It is now nearly a year since I wrote about the goings-on at the organisation that has been entrusted with running the Internet's domain name system, Icann (Internet Corporation for Assigned Names and Numbers). I noted then that it was trying to neuter the power of the at-large directors - those appointed directly by the Internet community.
Since then, the situation has got worse. Now Icann is attempting to do away with these directors altogether, replacing them with more pliable government functionaries. Meanwhile, it has been doing its utmost to stop a current at-large director, Karl Auerbach, from gaining access to Icann's corporate records - a course of action recently forbidden by a US court.
The latter story can be found at the excellent IcannWatch, which has acquired a smart new format thanks to the content management system software PHP-Nuke, which is freely available under the GNU general public licence.
At first sight, another recent Icann move looks less contentious. As part of a revised deal among Icann, VeriSign, and the US Department of Commerce that was signed in May 2001, VeriSign agreed to hand over the running of the .org domain so that it could keep its registrar business NSI. Icann has now suggested that the Internet Society, in conjunction with Afilias - which is running the new .info domain - should take over.
Although the Internet Society is certainly a well-respected body, it is by no means the kind of new blood that Icann so desperately needs. If anything, it represents a further entrenchment of precisely those elements that many object to in Icann.

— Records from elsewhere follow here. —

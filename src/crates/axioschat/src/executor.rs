//! Function execution.
//!
//! [`FunctionExecutor`] is the seam where a real chain client would plug in.
//! [`MockChainExecutor`] answers from fixed lookup tables with random jitter
//! for anything it does not know, after a simulated network delay.

use crate::error::Result;
use crate::functions::{FunctionCall, Web3Function};
use async_trait::async_trait;
use rand::Rng;
use serde::Serialize;
use serde_json::{json, Value};
use std::time::Duration;
use tracing::{debug, info};

/// Default simulated latency for the mock executor.
pub const DEFAULT_LATENCY: Duration = Duration::from_millis(1000);

/// Performs the effect of a function call and returns its result payload.
#[async_trait]
pub trait FunctionExecutor: Send + Sync {
    async fn execute(&self, call: &FunctionCall) -> Result<Value>;
}

/// Result payloads, one shape per function.
#[derive(Debug, Clone, PartialEq, Serialize)]
#[serde(untagged)]
pub enum FunctionOutput {
    TokenPrice {
        price: f64,
        currency: &'static str,
        timestamp: i64,
    },
    GasPrice {
        price: f64,
        unit: &'static str,
        timestamp: i64,
    },
    Transfer {
        #[serde(rename = "txHash")]
        tx_hash: String,
        status: &'static str,
        timestamp: i64,
    },
    Swap {
        #[serde(rename = "txHash")]
        tx_hash: String,
        #[serde(rename = "amountOut")]
        amount_out: String,
        status: &'static str,
        timestamp: i64,
    },
    Liquidity {
        #[serde(rename = "txHash")]
        tx_hash: String,
        #[serde(rename = "lpTokens")]
        lp_tokens: String,
        status: &'static str,
        timestamp: i64,
    },
    Balance {
        balance: f64,
        token: String,
        wallet_address: String,
        token_address: String,
        timestamp: i64,
        debug_info: Value,
    },
    TransactionInfo {
        #[serde(rename = "type")]
        kind: &'static str,
        value: String,
        status: &'static str,
        timestamp: i64,
    },
    GasEstimate {
        gas: u64,
        #[serde(rename = "gasPrice")]
        gas_price: u64,
        #[serde(rename = "totalCost")]
        total_cost: String,
        timestamp: i64,
    },
    NotImplemented {
        error: &'static str,
        timestamp: i64,
    },
}

/// Mock executor backed by lookup tables.
#[derive(Debug, Clone)]
pub struct MockChainExecutor {
    latency: Duration,
}

impl Default for MockChainExecutor {
    fn default() -> Self {
        Self::new(DEFAULT_LATENCY)
    }
}

impl MockChainExecutor {
    pub fn new(latency: Duration) -> Self {
        Self { latency }
    }

    /// No simulated delay.
    pub fn instant() -> Self {
        Self::new(Duration::ZERO)
    }

    pub fn latency(&self) -> Duration {
        self.latency
    }
}

#[async_trait]
impl FunctionExecutor for MockChainExecutor {
    async fn execute(&self, call: &FunctionCall) -> Result<Value> {
        info!(function = %call.name, id = %call.id, "Executing function");
        if !self.latency.is_zero() {
            tokio::time::sleep(self.latency).await;
        }

        let output = mock_output(call, &mut rand::thread_rng());
        let value = serde_json::to_value(output)?;
        debug!(function = %call.name, result = %value, "Function executed");
        Ok(value)
    }
}

fn now_millis() -> i64 {
    chrono::Utc::now().timestamp_millis()
}

fn token_price(symbol: &str) -> Option<f64> {
    match symbol {
        "BTC" => Some(65432.78),
        "ETH" => Some(3456.89),
        "BNB" => Some(567.23),
        "SOL" => Some(145.67),
        "AVAX" => Some(34.56),
        "MATIC" => Some(0.89),
        "DOT" => Some(7.65),
        "ADA" => Some(0.45),
        "XRP" => Some(0.56),
        _ => None,
    }
}

fn gas_price(chain: &str) -> Option<f64> {
    match chain {
        "ethereum" => Some(25.0),
        "binance" => Some(5.0),
        "polygon" => Some(80.0),
        "avalanche" => Some(30.0),
        "solana" => Some(0.001),
        "arbitrum" => Some(0.1),
        "optimism" => Some(0.05),
        _ => None,
    }
}

fn token_balance(token_address: &str) -> Option<f64> {
    match token_address {
        "native" => Some(42.38),
        // WBNB
        "0xbb4CdB9CBd36B01bD1cBaEBF2De08d9173bc095c" => Some(156.78),
        // USDT on BSC
        "0x55d398326f99059fF775485246999027B3197955" => Some(1250.45),
        // USDC on BSC
        "0x8AC76a51cc950d9822D68b83fE1Ad97B32Cd580d" => Some(980.23),
        // ETH on BSC
        "0x2170Ed0880ac9A755fd29B2688956BD959F933F8" => Some(5.67),
        _ => None,
    }
}

fn random_tx_hash<R: Rng>(rng: &mut R) -> String {
    let digits: String = (0..64)
        .map(|_| std::char::from_digit(rng.gen_range(0..16), 16).unwrap_or('0'))
        .collect();
    format!("0x{}", digits)
}

fn round6(value: f64) -> f64 {
    (value * 1_000_000.0).round() / 1_000_000.0
}

fn amount_arg(call: &FunctionCall, key: &str) -> f64 {
    call.arg_str(key)
        .and_then(|s| s.trim().parse::<f64>().ok())
        .unwrap_or(1.0)
}

/// Build the mock result for `call`.
pub fn mock_output<R: Rng>(call: &FunctionCall, rng: &mut R) -> FunctionOutput {
    let timestamp = now_millis();

    let Some(function) = Web3Function::from_name(&call.name) else {
        return FunctionOutput::NotImplemented {
            error: "Function not implemented",
            timestamp,
        };
    };

    match function {
        Web3Function::GetTokenPrice => {
            let symbol = call
                .arg_str("token_symbol")
                .map(|s| s.to_uppercase())
                .unwrap_or_else(|| "BTC".to_string());
            FunctionOutput::TokenPrice {
                price: token_price(&symbol)
                    .unwrap_or_else(|| (rng.gen::<f64>() * 10_000.0).floor() / 100.0),
                currency: "USD",
                timestamp,
            }
        }
        Web3Function::GetGasPrice => {
            let chain = call
                .arg_str("chain")
                .map(|s| s.to_lowercase())
                .unwrap_or_else(|| "binance".to_string());
            FunctionOutput::GasPrice {
                price: gas_price(&chain).unwrap_or_else(|| (rng.gen::<f64>() * 100.0).floor()),
                unit: "Gwei",
                timestamp,
            }
        }
        Web3Function::SendToken => FunctionOutput::Transfer {
            tx_hash: random_tx_hash(rng),
            status: "pending",
            timestamp,
        },
        Web3Function::SwapTokens => {
            let amount_in = amount_arg(call, "amount_in");
            FunctionOutput::Swap {
                tx_hash: random_tx_hash(rng),
                amount_out: format!("{:.6}", amount_in * rng.gen_range(0.9..1.1)),
                status: "pending",
                timestamp,
            }
        }
        Web3Function::AddLiquidity => {
            let amount_a = amount_arg(call, "amount_a");
            FunctionOutput::Liquidity {
                tx_hash: random_tx_hash(rng),
                lp_tokens: format!("{:.6}", amount_a * rng.gen::<f64>()),
                status: "pending",
                timestamp,
            }
        }
        Web3Function::GetTokenBalance => {
            let token_address = call
                .arg_str("token_address")
                .unwrap_or_else(|| "native".to_string());
            let balance = token_balance(&token_address)
                .unwrap_or_else(|| round6(rng.gen::<f64>() * 100.0));
            FunctionOutput::Balance {
                balance,
                token: if token_address == "native" { "BNB" } else { "TOKEN" }.to_string(),
                wallet_address: call
                    .arg_str("wallet_address")
                    .unwrap_or_else(|| "0x1234...abcd".to_string()),
                token_address,
                timestamp,
                debug_info: json!({
                    "function_name": call.name,
                    "arguments": call.arguments,
                    "mock_data": true,
                }),
            }
        }
        Web3Function::ExplainTransaction => FunctionOutput::TransactionInfo {
            kind: if rng.gen_bool(0.5) { "Transfer" } else { "Contract Interaction" },
            value: format!("{:.4} ETH", rng.gen::<f64>() * 10.0),
            status: if rng.gen_bool(0.8) { "Success" } else { "Failed" },
            timestamp: timestamp - rng.gen_range(0..1_000_000),
        },
        Web3Function::EstimateGas => FunctionOutput::GasEstimate {
            gas: 21_000 + rng.gen_range(0..100_000),
            gas_price: rng.gen_range(0..100),
            total_cost: format!("{:.6} ETH", rng.gen::<f64>() * 0.1),
            timestamp,
        },
    }
}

Against this background of maladroit moves, it is easy to overlook what may well be turning into Icann's first success story.
Back in November 2000, Icann created several new top-level domains top-level domains, of which the most interesting was .aero/, designed for the aviation world. This was the first time that a new domain had been set up specifically for an industry, with all that this implies for tighter regulation of name allocation.

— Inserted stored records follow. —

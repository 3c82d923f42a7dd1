//! Filling in arguments the resolver left out.
//!
//! The resolver model often omits arguments that are plainly visible in the
//! user's message ("what's my BNB balance for 0x...?"). [`enrich_arguments`]
//! pulls a few well-known hints out of the utterance and then applies
//! per-function defaults. Arguments already present are never overwritten.

use super::call::FunctionCall;
use super::catalog::Web3Function;
use regex::Regex;
use serde_json::Value;
use std::sync::LazyLock;
use tracing::debug;

const TOKEN_SYMBOLS: &str = "BTC|ETH|BNB|USDT|USDC|DAI|LINK|UNI|AAVE|CAKE|MATIC|SOL|DOT|ADA|XRP|DOGE|SHIB";

static WALLET_ADDRESS_REGEX: LazyLock<Regex> =
    LazyLock::new(|| Regex::new(r"\b0x[a-fA-F0-9]{40}\b").unwrap());

static TX_HASH_REGEX: LazyLock<Regex> =
    LazyLock::new(|| Regex::new(r"\b0x[a-fA-F0-9]{64}\b").unwrap());

static TOKEN_SYMBOL_REGEX: LazyLock<Regex> =
    LazyLock::new(|| Regex::new(&format!(r"(?i)\b({})\b", TOKEN_SYMBOLS)).unwrap());

static AMOUNT_REGEX: LazyLock<Regex> = LazyLock::new(|| {
    Regex::new(&format!(r"(?i)\b(\d+(?:\.\d+)?)\s*({})?\b", TOKEN_SYMBOLS)).unwrap()
});

/// Values recognised in free text.
#[derive(Debug, Clone, Default, PartialEq, Eq)]
pub struct ArgumentHints {
    pub wallet_address: Option<String>,
    pub transaction_hash: Option<String>,
    pub token_symbol: Option<String>,
    pub amount: Option<String>,
}

impl ArgumentHints {
    pub fn from_text(text: &str) -> Self {
        let wallet_address = WALLET_ADDRESS_REGEX.find(text).map(|m| m.as_str().to_string());
        let transaction_hash = TX_HASH_REGEX.find(text).map(|m| m.as_str().to_string());
        let mut token_symbol = TOKEN_SYMBOL_REGEX
            .find(text)
            .map(|m| m.as_str().to_uppercase());

        let mut amount = None;
        if let Some(caps) = AMOUNT_REGEX.captures(text) {
            amount = caps.get(1).map(|m| m.as_str().to_string());
            if token_symbol.is_none() {
                token_symbol = caps.get(2).map(|m| m.as_str().to_uppercase());
            }
        }

        Self {
            wallet_address,
            transaction_hash,
            token_symbol,
            amount,
        }
    }
}

/// Fill missing arguments of `call` from `utterance`, then from defaults.
pub fn enrich_arguments(call: &mut FunctionCall, utterance: &str) {
    let Some(function) = Web3Function::from_name(&call.name) else {
        return;
    };
    let hints = ArgumentHints::from_text(utterance);

    let from_text: Vec<(&str, Option<&String>)> = match function {
        Web3Function::GetTokenBalance => vec![("wallet_address", hints.wallet_address.as_ref())],
        Web3Function::GetTokenPrice => vec![("token_symbol", hints.token_symbol.as_ref())],
        Web3Function::SendToken => vec![
            ("to_address", hints.wallet_address.as_ref()),
            ("amount", hints.amount.as_ref()),
        ],
        Web3Function::SwapTokens => vec![
            ("token_in", hints.token_symbol.as_ref()),
            ("amount_in", hints.amount.as_ref()),
        ],
        Web3Function::ExplainTransaction => {
            vec![("transaction_hash", hints.transaction_hash.as_ref())]
        }
        Web3Function::EstimateGas => vec![("to_address", hints.wallet_address.as_ref())],
        Web3Function::GetGasPrice | Web3Function::AddLiquidity => vec![],
    };

    let mut filled = Vec::new();
    for (key, value) in from_text {
        if let Some(value) = value {
            if fill(call, key, value) {
                filled.push(key);
            }
        }
    }
    for (key, value) in defaults(function) {
        if fill(call, key, value) {
            filled.push(*key);
        }
    }

    if !filled.is_empty() {
        debug!(function = %call.name, filled = ?filled, "Enriched function arguments");
    }
}

/// Per-function fallback values.
fn defaults(function: Web3Function) -> &'static [(&'static str, &'static str)] {
    match function {
        Web3Function::GetTokenBalance => &[
            ("wallet_address", "0xYourWalletAddressHere"),
            ("token_address", "native"),
        ],
        Web3Function::GetTokenPrice => &[("token_symbol", "BNB")],
        Web3Function::GetGasPrice => &[("chain", "ethereum")],
        Web3Function::SendToken => &[
            ("to_address", "0xRecipientAddressHere"),
            ("amount", "0.1"),
            ("token_address", "native"),
        ],
        Web3Function::SwapTokens => &[
            ("token_in", "BNB"),
            ("token_out", "BUSD"),
            ("amount_in", "0.1"),
            ("slippage", "0.5"),
        ],
        _ => &[],
    }
}

/// Insert `value` under `key` when the argument is absent or blank.
fn fill(call: &mut FunctionCall, key: &str, value: &str) -> bool {
    let missing = match call.arguments.get(key) {
        None | Some(Value::Null) => true,
        Some(Value::String(s)) => s.trim().is_empty(),
        Some(_) => false,
    };
    if missing {
        call.arguments.insert(key.to_string(), Value::String(value.to_string()));
    }
    missing
}

#[cfg(test)]
mod tests {
    use super::*;
    use serde_json::{json, Map};

    const WALLET: &str = "0x742d35Cc6634C0532925a3b844Bc454e4438f44e";

    fn call(name: &str, args: Value) -> FunctionCall {
        let args: Map<String, Value> = serde_json::from_value(args).unwrap();
        FunctionCall::new(name, args)
    }

    #[test]
    fn test_hints_from_text() {
        let hints = ArgumentHints::from_text(&format!("send 2.5 eth to {}", WALLET));
        assert_eq!(hints.wallet_address.as_deref(), Some(WALLET));
        assert_eq!(hints.token_symbol.as_deref(), Some("ETH"));
        assert_eq!(hints.amount.as_deref(), Some("2.5"));
        assert_eq!(hints.transaction_hash, None);
    }

    #[test]
    fn test_hints_ignore_digits_inside_addresses() {
        let hints = ArgumentHints::from_text(&format!("balance of {}", WALLET));
        assert_eq!(hints.amount, None);
    }

    #[test]
    fn test_tx_hash_is_not_a_wallet() {
        let hash = format!("0x{}", "ab".repeat(32));
        let hints = ArgumentHints::from_text(&format!("explain {}", hash));
        assert_eq!(hints.transaction_hash.as_deref(), Some(hash.as_str()));
        assert_eq!(hints.wallet_address, None);
    }

    #[test]
    fn test_balance_defaults() {
        let mut c = call("get_token_balance", json!({}));
        enrich_arguments(&mut c, "what's my BNB balance?");
        assert_eq!(c.arguments["token_address"], "native");
        assert_eq!(c.arguments["wallet_address"], "0xYourWalletAddressHere");
    }

    #[test]
    fn test_wallet_from_utterance() {
        let mut c = call("get_token_balance", json!({"token_address": "native"}));
        enrich_arguments(&mut c, &format!("balance for {}", WALLET));
        assert_eq!(c.arguments["wallet_address"], WALLET);
    }

    #[test]
    fn test_resolver_arguments_never_overwritten() {
        let mut c = call("get_token_price", json!({"token_symbol": "SOL"}));
        enrich_arguments(&mut c, "price of ETH");
        assert_eq!(c.arguments["token_symbol"], "SOL");

        let mut swap = call("swap_tokens", json!({"token_out": "CAKE", "amount_in": 3}));
        enrich_arguments(&mut swap, "swap 1 BNB");
        assert_eq!(swap.arguments["amount_in"], 3);
        assert_eq!(swap.arguments["token_out"], "CAKE");
        assert_eq!(swap.arguments["token_in"], "BNB");
        assert_eq!(swap.arguments["slippage"], "0.5");
    }

    #[test]
    fn test_blank_argument_counts_as_missing() {
        let mut c = call("get_gas_price", json!({"chain": ""}));
        enrich_arguments(&mut c, "gas?");
        assert_eq!(c.arguments["chain"], "ethereum");
    }

    #[test]
    fn test_unknown_function_untouched() {
        let mut c = call("bridge_tokens", json!({}));
        enrich_arguments(&mut c, &format!("bridge 5 ETH to {}", WALLET));
        assert!(c.arguments.is_empty());
    }
}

The task of running the new domain was granted to Sita, a major IT player in the aviation world. There is a brief introduction to the .aero domain, as well as a FAQ. Before applying for a .aero domain, it is necessary to obtain an aviation community membership ID. The domain itself is bought through what are termed .aero shops - authorised registrars for the domain. There is more on how .aero works how .aero works, and a list of reserved domains.
Plugging in some obvious names to the Whois page shows that a number of major aviation companies have already signed up for the new domain. It will therefore be interesting to see how exactly they use these new names alongside the usual .coms. Assuming that they prove to have a useful role, .aero will provide an important trial for the roll-out of such specialised domains to other business sectors. It might even turn out to be one of the few things Icann has got right.